在医疗 AI 环境下,偏差可定义为对不同患者群体进行预测时产生的任何系统性和(或)不公平差异,这可能导致医疗服务的不公平提供。偏差的产生遵循 “垃圾进,垃圾出(garbage in, garbage out)” 的衍生概念 “偏差进,偏差出(bias in, bias out)”,即训练数据中的偏差往往会在模型实际应用中表现出来。偏差可在算法生命周期的各个阶段出现,包括概念形成、数据收集与准备、算法开发与验证、临床实施和监测等,且目前缺乏有效的检测和缓解方法。
偏差主要分为以下几类:
人类偏差:这是医疗 AI 中偏差的主要来源,反映了历史或普遍存在的人类观念、假设和偏好。例如,隐含偏差(Implicit bias)源于潜意识对个人或群体特征的态度和刻板印象,会影响医疗 AI 系统,如女性肝硬化患者在肝移植等待过程中更难获得移植且死亡率更高;系统性偏差(Systemic bias)涉及更广泛的机构规范、实践或政策,如医疗资源分配对 uninsured 个体、服务不足社区和少数族裔群体的不公平;确认偏差(Confirmation bias)指开发人员在模型开发过程中,有意识或无意识地选择、解释或加权数据以证实自己的信念123。

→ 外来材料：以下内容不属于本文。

// Copyright 2024 RISC Zero, Inc.
//
// Licensed under the Apache License, Version 2.0 (the "License");
// you may not use this file except in compliance with the License.
// You may obtain a copy of the License at
//
//     http://www.apache.org/licenses/LICENSE-2.0
//
// Unless required by applicable law or agreed to in writing, software
// distributed under the License is distributed on an "AS IS" BASIS,
// WITHOUT WARRANTIES OR CONDITIONS OF ANY KIND, either express or implied.
// See the License for the specific language governing permissions and
// limitations under the License.

//! Tree hashing for beacon chain objects.
//!
//! Every hashed object in the protocol is reduced to a 32 byte commitment by
//! [`TreeHash::hash_tree_root`]. Lists and containers are merkleized with
//! [`merkle_hash`], which packs items into work chunks of [`SSZ_CHUNK_SIZE`]
//! bytes, reduces them pairwise with SHA-256 and finally mixes in the number of
//! items as a 32 byte big-endian integer.

mod branch;
mod merkle;
mod tree_hash;

pub use alloy_primitives::B256;
pub use branch::*;
pub use merkle::*;
pub use tree_hash::*;

use sha2::{Digest, Sha256};

/// Width of a tree node and of every `hash_tree_root` output.
pub const HASH_SIZE: usize = 32;

#[derive(thiserror::Error, Debug, Clone, PartialEq, Eq)]
pub enum MerkleError {
    #[error("List item {position} has length {found}, expected {expected}")]
    HeterogeneousItems {
        expected: usize,
        found: usize,
        position: usize,
    },
    #[error("Zero width items or chunks")]
    ZeroWidth,
    #[error("Merkle branch has {len} nodes, expected at least {depth}")]
    BranchTooShort { depth: usize, len: usize },
}

pub type Result<T> = core::result::Result<T, MerkleError>;

/// SHA-256 of `data`.
#[inline]
pub fn hash(data: &[u8]) -> B256 {
    B256::from(<[u8; 32]>::from(Sha256::digest(data)))
}

/// SHA-256 of `a ‖ b`.
#[inline]
pub fn hash_concat(a: &[u8], b: &[u8]) -> B256 {
    let digest = Sha256::new().chain_update(a).chain_update(b).finalize();
    B256::from(<[u8; 32]>::from(digest))
}
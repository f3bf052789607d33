// Copyright 2025 RISC Zero, Inc.
//
// Licensed under the Apache License, Version 2.0 (the "License");
// you may not use this file except in compliance with the License.
// You may obtain a copy of the License at
//
//     http://www.apache.org/licenses/LICENSE-2.0
//
// Unless required by applicable law or agreed to in writing, software
// distributed under the License is distributed on an "AS IS" BASIS,
// WITHOUT WARRANTIES OR CONDITIONS OF ANY KIND, either express or implied.
// See the License for the specific language governing permissions and
// limitations under the License.

//! A single-node slot loop that owns the beacon state and proposes a block
//! with the attestations of the previous slot whenever asked to.

use std::collections::VecDeque;

use alloy_primitives::Bytes;
use beacon_core::test_utils::{Keypair, build_block, randao_reveal};
use beacon_core::{
    Attestation, AttestationData, BeaconBlock, BeaconBlockBody, BeaconState, BeaconStateError,
    BlockProcessingError, ChainSpec, Deposit, Exit, ProcessingConfig, Root, ShuffleError,
    SignatureBytes, Slot, SlotProcessingError, TreeHash, ValidatorIndex, advance_slot,
    do_transition, genesis_block, get_beacon_proposer_index,
};
use tracing::{debug, info};

#[derive(thiserror::Error, Debug)]
pub enum DriverError {
    #[error("Block production failed: {0}")]
    Block(#[from] BlockProcessingError),
    #[error("Slot processing failed: {0}")]
    Slot(#[from] SlotProcessingError),
    #[error("Beacon state error: {0}")]
    State(#[from] BeaconStateError),
    #[error("Proposer lookup failed: {0}")]
    Shuffle(#[from] ShuffleError),
    #[error("No key for validator {0}")]
    UnknownKey(ValidatorIndex),
    #[error("Randao chain of validator {0} is exhausted")]
    RandaoExhausted(ValidatorIndex),
}

/// Summary of one driven slot.
#[derive(Debug, Clone, PartialEq, Eq)]
pub struct SlotReport {
    pub slot: Slot,
    pub block_root: Option<Root>,
    pub attestations: usize,
    pub deposits: usize,
    pub exits: usize,
    pub justified_slot: Slot,
    pub finalized_slot: Slot,
}

pub struct SlotDriver {
    spec: ChainSpec,
    config: ProcessingConfig,
    keypairs: Vec<Keypair>,
    state: BeaconState,
    head_root: Root,
    pending_deposits: VecDeque<Deposit>,
    pending_exits: VecDeque<Exit>,
}

impl SlotDriver {
    /// Starts from `genesis_state`. `keypairs` is indexed by validator index and
    /// must cover every validator that may be asked to propose.
    pub fn new(
        genesis_state: BeaconState,
        keypairs: Vec<Keypair>,
        spec: ChainSpec,
        config: ProcessingConfig,
    ) -> Self {
        let head_root = genesis_block(&genesis_state, &spec).hash_tree_root();
        info!(%head_root, slot = genesis_state.slot, "Driver started from genesis");
        Self {
            spec,
            config,
            keypairs,
            state: genesis_state,
            head_root,
            pending_deposits: VecDeque::new(),
            pending_exits: VecDeque::new(),
        }
    }

    pub fn state(&self) -> &BeaconState {
        &self.state
    }

    pub fn head_root(&self) -> Root {
        self.head_root
    }

    pub fn queue_deposits(&mut self, deposits: impl IntoIterator<Item = Deposit>) {
        self.pending_deposits.extend(deposits);
    }

    /// Signs and queues a voluntary exit of validator `index`.
    pub fn request_exit(&mut self, index: ValidatorIndex) -> Result<(), DriverError> {
        let keypair = self
            .keypairs
            .get(index)
            .ok_or(DriverError::UnknownKey(index))?;
        let mut exit = Exit {
            slot: self.state.slot,
            validator_index: index as u64,
            signature: SignatureBytes::ZERO,
        };
        exit.signature = keypair.sign(
            exit.signing_message_root(),
            self.state.domain(exit.slot, self.spec.domain_exit),
        );
        self.pending_exits.push_back(exit);
        Ok(())
    }

    /// Root of the block at `slot`, including the head at the current slot.
    fn block_root(&self, slot: Slot) -> Result<Root, BeaconStateError> {
        if slot == self.state.slot {
            Ok(self.head_root)
        } else {
            self.state.get_block_root(slot, &self.spec)
        }
    }

    /// Full participation attestations of every committee at the current slot.
    fn attestations(&self) -> Result<Vec<Attestation>, BeaconStateError> {
        let slot = self.state.slot;
        let epoch_boundary_root = self.block_root(self.spec.epoch_start_slot(slot))?;
        let justified_block_root = self.block_root(self.state.justified_slot)?;

        let mut attestations = vec![];
        for shard_committee in self.state.get_shard_committees_at_slot(slot, &self.spec)? {
            let size = shard_committee.committee.len();
            if size == 0 {
                continue;
            }
            let mut bitfield = vec![0u8; size.div_ceil(8)];
            for position in 0..size {
                bitfield[position / 8] |= 0x80 >> (position % 8);
            }
            let shard = shard_committee.shard;
            let latest_crosslink_root = self
                .state
                .latest_crosslinks
                .get(shard as usize)
                .ok_or(BeaconStateError::UnknownShard { slot, shard })?
                .shard_block_root;
            attestations.push(Attestation {
                data: AttestationData {
                    slot,
                    shard,
                    beacon_block_root: self.head_root,
                    epoch_boundary_root,
                    shard_block_root: self.spec.zero_hash,
                    latest_crosslink_root,
                    justified_slot: self.state.justified_slot,
                    justified_block_root,
                },
                custody_bitfield: Bytes::from(vec![0u8; bitfield.len()]),
                participation_bitfield: Bytes::from(bitfield),
                aggregate_signature: SignatureBytes::ZERO,
            });
        }
        Ok(attestations)
    }

    fn drain<T>(queue: &mut VecDeque<T>, max: u64) -> Vec<T> {
        let count = queue.len().min(max as usize);
        queue.drain(..count).collect()
    }

    /// Proposes and applies a block for the next slot. Slots without a
    /// scheduled proposer are left empty and yield `None`.
    pub fn propose(&mut self) -> Result<Option<BeaconBlock>, DriverError> {
        let slot = self.state.slot + 1;
        let next = advance_slot(&self.state, self.head_root, &self.spec)?;
        let proposer = match get_beacon_proposer_index(&next, slot, &self.spec) {
            Ok(proposer) => proposer,
            Err(ShuffleError::InsufficientValidators) => {
                debug!(slot, "No proposer scheduled, slot left empty");
                self.state = next;
                return Ok(None);
            }
            Err(err) => return Err(err.into()),
        };
        if randao_reveal(next.validator(proposer)?, proposer as u64).is_none() {
            return Err(DriverError::RandaoExhausted(proposer));
        }

        let body = BeaconBlockBody {
            attestations: self.attestations()?,
            deposits: Self::drain(&mut self.pending_deposits, self.spec.max_deposits),
            exits: Self::drain(&mut self.pending_exits, self.spec.max_exits),
            ..Default::default()
        };

        let block = build_block(
            &next,
            self.head_root,
            slot,
            body,
            &self.keypairs,
            &self.spec,
            &self.config,
        )?;
        self.state = do_transition(
            &self.state,
            self.head_root,
            &block,
            &self.spec,
            &self.config,
        )?;
        self.head_root = block.hash_tree_root();
        debug!(slot, %proposer, head_root = %self.head_root, "Block applied");
        Ok(Some(block))
    }

    /// Advances to the next slot without a block.
    pub fn skip(&mut self) -> Result<(), DriverError> {
        self.state = advance_slot(&self.state, self.head_root, &self.spec)?;
        debug!(slot = self.state.slot, "Slot skipped");
        Ok(())
    }

    /// Drives one slot, proposing a block unless `skip` is set.
    pub fn on_slot(&mut self, skip: bool) -> Result<SlotReport, DriverError> {
        let block = if skip {
            self.skip()?;
            None
        } else {
            self.propose()?
        };
        let (block_root, attestations, deposits, exits) = match &block {
            Some(block) => (
                Some(self.head_root),
                block.body.attestations.len(),
                block.body.deposits.len(),
                block.body.exits.len(),
            ),
            None => (None, 0, 0, 0),
        };
        Ok(SlotReport {
            slot: self.state.slot,
            block_root,
            attestations,
            deposits,
            exits,
            justified_slot: self.state.justified_slot,
            finalized_slot: self.state.finalized_slot,
        })
    }
}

数据偏差:数据在 AI 模型训练过程中会引入多种偏差。代表性偏差(Representation bias)表现为训练数据缺乏多样性,导致模型难以推广到不同环境或人群,如基于胸部 X 光数据集训练的卷积神经网络(CNNs)对特定患者群体疾病检测能力不足;选择和采样偏差(Selection and sampling bias)包括选择偏差(如 “健康志愿者” 选择偏差)和采样偏差(非随机采样导致数据不具代表性);测量偏差(Measurement bias)则因数据采集和处理方法的差异而产生,影响数据的真实表达,例如不同医院的数据采集方式差异会导致 AI 模型学习到非生物学变异456。
模型部署偏差:模型部署阶段也会出现多种偏差。自动化偏差(Automation bias)表现为医疗专业人员过度依赖 AI 系统建议,导致错误判断,如放射科医生在乳腺 X 光筛查中受 AI 错误建议影响准确性下降;反馈循环偏差(Feedback loop bias)指临床医生无条件信任并遵循 AI 建议,使算法从错误中学习并强化错误; Dismissal bias(Alarm Fatigue)则是用户因过去的误报而忽视或低估 AI 生成的警报或建议,可能导致患者受到伤害101112。
五、缓解医疗 AI 偏差的模型生命周期方法
缓解医疗 AI 偏差需要建立标准化、可重复的方法,这是 AI - 医疗开发者和提供者的重要社会责任。基于 AI 模型生命周期的方法,有助于系统地识别、量化和减轻偏差对医疗公平性的影响。AI 模型生命周期包括概念化、数据收集与预处理、处理中(算法开发与验证)、后处理(临床部署)和部署后监测等阶段。
部署后监测阶段:部署后监测阶段需持续监测 AI 模型在医疗环境中的性能、维护和重新校准。通过监测用户参与度、决策影响和模型准确性,结合患者人口统计信息,识别潜在偏差和不公平现象。这是一个长期过程,医疗机构需将用于 AI 模型的数据视为受监管的数据产品,遵循相关指南和框架,确保算法的准确性和公平性2324。
六、未来方向
随着 AI 医疗创新的快速发展,将 DEI 原则融入 AI 模型生命周期的各个阶段至关重要,包括开展结构化偏差监测和缓解框架、培养多元化的 AI 开发者社区、制定 AI 医疗特定临床实践指南等。然而,由于 AI 发展速度远超立法、监管和实践指南制定速度,实现这些目标面临挑战。政策制定者、临床医生、研究人员和患者倡导团体需共同努力,提高 AI 医疗模型的多样性。同时,将 AI 和机器学习内容纳入医学培训课程,使医疗专业人员能够理解 AI 偏差及其伦理影响,为 AI 的优化和合理临床应用做出贡献2526。
七、结论
在 AI 技术日益影响医疗保健的背景下,识别和缓解偏差是重中之重。这不仅关乎 AI 创新的准确性和可靠性,更是维护医疗伦理标准、确保医疗公平性的关键。只有有效解决偏差问题,AI 才能真正成为缩小医疗差距的有力工具,推动医疗保健事业向更加公平、高效的方向发展。